Am Samstagmorgen hatte eine Explosion die 19 Kilometer lange Brücke erschüttert, die Russland und die 2014 von Moskau annektierte Schwarzmeer-Halbinsel Krim verbindet. Dabei wurde rund siebeneinhalb Monate nach Beginn des russischen Angriffskriegs gegen die Ukraine das für Russland strategisch und symbolisch wichtige Bauwerk schwer beschädigt. Offiziellen Angaben aus Moskau zufolge starben drei Menschen.

Präsident Selenskyj beschreibt Lage auf Telegram

Präsident Wolodymyr Selenskyj schrieb am Montag auf seinem Telegram-Kanal, dass es eine Reihe von Explosionen in verschiedenen Regionen gegeben hätte.

Diese Schäden seien laut Selenskyj zu beklagen

  • Kiew und Oblast Kiew
    ▪ Sowohl Objekte des Bezirks Shevchenkiv als auch Solomyan sind von dem Angriff betroffen.
    ▪ Mehrere Angriffe auf kritische Infrastruktureinrichtungen der Hauptstadt.
    ▪ Fußgänger- und Fahrradbrücke am Volodymyr Uzvoz.
    ▪ Überreste von Raketen, die in Wohngebäude gefallen sind.
  • Region Lwiw
    ▪ Schäden in Energieinfrastrukturanlagen der Region Lwiw.
    ▪ Strom- und Mobilfunkausfälle im Stadtgebiet.
  • Gebiet Charkiw
    ▪ Angriff auf ein Energieinfrastrukturobjekt.
  • Gebietsweise Stromausfälle und keine Wasserversorgung.
  • Oblast Schytomyr
    ▪ Angriff auf ein Energieinfrastrukturobjekt: Gebietsweise Stromausfälle.
  • Gebiet Dnipropetrowsk
    ▪ Massiver Raketenangriff auf die Region. Besonders betroffen sind kritische Infrastruktureinrichtungen und Wohngebäude: Es gibt Tote und Verletzte.
  • Gebiet Ternopil, Gebiet Transkarpatien, Gebiet Iwano-Frankiwsk, Gebiet Chmelnyzkyj, Gebiet Sumy, Gebiet Odessa, Gebiet Poltawa
    ▪ Massenangriff mit Raketen. Luftverteidigung aktiv.

Nach Angaben von Präsident Selenskyj bleibe die Gefahr von Raketenangriffen bestehen.

Aufnahmen zeigen Rauchsäulen und Zerstörung

Aufnahmen in den sozialen Netzwerken zeigen schwarze Rauchwolken über der Hauptstadt der Ukraine. Die Nachrichtenagentur BNO twitterte ein Video, das zwei Rauchsäulen zeigt. Der Korrespondent der BBC, Paul Adams, spricht von „mindestens zwei großen Explosionen“. Weiter sei Kiew das erste Mal binnen Monaten getroffen wurden. Es handele sich um eine „signifikante Eskalation“.

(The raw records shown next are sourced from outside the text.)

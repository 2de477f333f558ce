//! Plans a multi-agent system for a task and saves the plan as markdown.

use anyhow::{Context, Result};
use clap::Parser;
use scribeflow::config::AppConfig;
use scribeflow::observability::{init_logging, LogConfig};
use scribeflow::planner::{save_plan, AgentsPlanner, PlannerSearch, DEFAULT_TASK};
use std::path::PathBuf;
use std::sync::Arc;
use tracing::info;

/// Multi-agent system planner
///
/// Runs four model stages (task analysis, agent design, workflow design and
/// final description) over a shared blackboard and writes the resulting plan
/// to `agent_system_plan.md`.
#[derive(Parser, Debug, Clone)]
#[command(name = "agents-planner")]
#[command(about = "Plan a multi-agent system for a task")]
#[command(version)]
struct Args {
    /// Task description to plan for
    #[arg(long, value_name = "TEXT")]
    task: Option<String>,

    /// Model name (overrides SCRIBEFLOW_MODEL)
    #[arg(long, value_name = "NAME")]
    model_name: Option<String>,

    /// Directory for agent_system_plan.md (overrides SCRIBEFLOW_PLANNER_OUTPUT_DIR)
    #[arg(long, value_name = "PATH")]
    output_dir: Option<PathBuf>,

    /// Enable debug logging
    #[arg(long, short)]
    verbose: bool,
}

#[tokio::main]
async fn main() -> Result<()> {
    let args = Args::parse();

    let config = AppConfig::from_env()?
        .with_model(args.model_name)
        .with_planner_output_dir(args.output_dir);

    init_logging(&LogConfig::new().with_verbose(args.verbose))?;

    let provider = Arc::new(config.provider().context("failed to create model provider")?);
    let search = config
        .search_backend()
        .context("failed to create search backend")?
        .map(|search| PlannerSearch {
            search,
            max_results: config.search_results,
        });

    let planner = AgentsPlanner::new(provider, search)?;
    let task = args.task.unwrap_or_else(|| DEFAULT_TASK.to_string());

    println!("Planning agent system for task: {task}");
    let outcome = planner.plan_agent_system(&task).await;

    println!("\nField status:\n{}", outcome.status_report());
    println!("\n--- Final Agent System Description ---");
    println!("{}", outcome.description());
    println!("--- End Final Agent System Description ---");

    let message = save_plan(&config.planner_output(), outcome.description());
    println!("\n{message}");
    info!(partial = outcome.is_partial(), "Planner finished");

    Ok(())
}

Weitere Videos auf Twitter sollen das Zentrum von Kiew zeigen. Dort habe sich mindestens eine Explosion ereignet.

Der Nutzer Ruslan Skokliev hat ein Bild hochgeladen, welches angeblich am Montagmorgen aufgenommen wurde. Es zeigt brennende Autowracks. Weiter berichtet er von einem Raketenangriff. Menschen seien ums Leben gekommen und es gebe Verletzte.